Task item: Look through the listing below, and wherever a line has the string "picks", copy it.

Material provided:
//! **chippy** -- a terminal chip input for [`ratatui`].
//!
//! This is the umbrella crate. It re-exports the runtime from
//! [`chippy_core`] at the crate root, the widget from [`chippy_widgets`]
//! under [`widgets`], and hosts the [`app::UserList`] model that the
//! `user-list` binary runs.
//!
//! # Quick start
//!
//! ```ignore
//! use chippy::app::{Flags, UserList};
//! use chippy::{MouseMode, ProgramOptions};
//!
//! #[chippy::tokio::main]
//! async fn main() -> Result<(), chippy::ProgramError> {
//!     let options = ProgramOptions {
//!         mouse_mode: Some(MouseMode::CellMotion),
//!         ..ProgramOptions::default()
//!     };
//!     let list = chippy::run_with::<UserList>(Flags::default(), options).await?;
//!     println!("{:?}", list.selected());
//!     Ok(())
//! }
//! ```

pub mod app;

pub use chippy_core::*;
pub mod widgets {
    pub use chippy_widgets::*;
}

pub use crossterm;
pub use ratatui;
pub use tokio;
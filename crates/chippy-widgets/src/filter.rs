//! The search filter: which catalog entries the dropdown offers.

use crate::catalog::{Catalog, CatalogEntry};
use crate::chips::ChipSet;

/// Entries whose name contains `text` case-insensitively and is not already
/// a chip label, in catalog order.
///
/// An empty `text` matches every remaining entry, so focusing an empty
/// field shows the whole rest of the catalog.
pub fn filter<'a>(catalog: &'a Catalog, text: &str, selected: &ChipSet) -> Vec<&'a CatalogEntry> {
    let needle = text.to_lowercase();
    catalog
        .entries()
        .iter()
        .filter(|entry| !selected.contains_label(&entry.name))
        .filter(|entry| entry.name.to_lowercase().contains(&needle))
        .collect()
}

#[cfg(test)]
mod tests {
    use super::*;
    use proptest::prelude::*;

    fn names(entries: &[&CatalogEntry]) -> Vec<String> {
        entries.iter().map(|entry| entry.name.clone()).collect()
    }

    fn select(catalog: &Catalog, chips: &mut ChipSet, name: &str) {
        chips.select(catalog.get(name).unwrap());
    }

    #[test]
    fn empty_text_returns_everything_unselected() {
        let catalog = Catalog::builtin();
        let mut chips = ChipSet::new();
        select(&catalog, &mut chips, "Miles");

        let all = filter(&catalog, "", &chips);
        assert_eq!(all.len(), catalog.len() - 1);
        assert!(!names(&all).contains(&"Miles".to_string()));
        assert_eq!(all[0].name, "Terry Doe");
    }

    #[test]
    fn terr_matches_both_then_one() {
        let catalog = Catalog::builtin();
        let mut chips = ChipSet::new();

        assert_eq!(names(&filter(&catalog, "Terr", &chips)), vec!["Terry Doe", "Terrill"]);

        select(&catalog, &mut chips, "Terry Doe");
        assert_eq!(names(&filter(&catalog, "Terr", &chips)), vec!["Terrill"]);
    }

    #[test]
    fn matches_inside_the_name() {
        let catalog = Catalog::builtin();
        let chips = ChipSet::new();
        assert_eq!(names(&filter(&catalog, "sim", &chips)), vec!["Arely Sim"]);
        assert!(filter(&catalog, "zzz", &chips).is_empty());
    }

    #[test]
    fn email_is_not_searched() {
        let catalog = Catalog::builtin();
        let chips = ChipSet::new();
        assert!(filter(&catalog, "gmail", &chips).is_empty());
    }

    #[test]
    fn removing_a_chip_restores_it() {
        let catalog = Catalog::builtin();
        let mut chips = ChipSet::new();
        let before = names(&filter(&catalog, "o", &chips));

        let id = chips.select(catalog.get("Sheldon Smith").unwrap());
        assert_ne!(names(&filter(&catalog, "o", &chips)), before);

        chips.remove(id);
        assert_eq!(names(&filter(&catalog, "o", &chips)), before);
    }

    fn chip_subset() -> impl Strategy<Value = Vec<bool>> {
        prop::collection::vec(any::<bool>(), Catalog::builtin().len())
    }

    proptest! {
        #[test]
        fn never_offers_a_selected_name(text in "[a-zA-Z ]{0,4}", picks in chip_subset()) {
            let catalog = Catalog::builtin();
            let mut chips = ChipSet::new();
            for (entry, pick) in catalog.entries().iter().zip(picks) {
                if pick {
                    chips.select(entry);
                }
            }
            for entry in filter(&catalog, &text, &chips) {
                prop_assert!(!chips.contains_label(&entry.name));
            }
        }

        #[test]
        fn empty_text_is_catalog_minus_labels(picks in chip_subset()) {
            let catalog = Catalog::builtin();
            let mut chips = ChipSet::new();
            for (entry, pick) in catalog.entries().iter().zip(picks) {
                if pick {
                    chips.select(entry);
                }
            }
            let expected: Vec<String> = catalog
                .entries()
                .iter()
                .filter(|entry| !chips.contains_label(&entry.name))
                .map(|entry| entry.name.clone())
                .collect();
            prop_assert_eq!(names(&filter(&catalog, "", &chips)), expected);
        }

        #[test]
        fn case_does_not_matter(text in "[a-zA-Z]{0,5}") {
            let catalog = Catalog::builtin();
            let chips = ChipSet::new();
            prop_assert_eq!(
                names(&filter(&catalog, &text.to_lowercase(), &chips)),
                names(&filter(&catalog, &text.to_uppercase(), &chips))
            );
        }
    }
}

Response to this task:
        fn never_offers_a_selected_name(text in "[a-zA-Z ]{0,4}", picks in chip_subset()) {
            for (entry, pick) in catalog.entries().iter().zip(picks) {
        fn empty_text_is_catalog_minus_labels(picks in chip_subset()) {
            for (entry, pick) in catalog.entries().iter().zip(picks) {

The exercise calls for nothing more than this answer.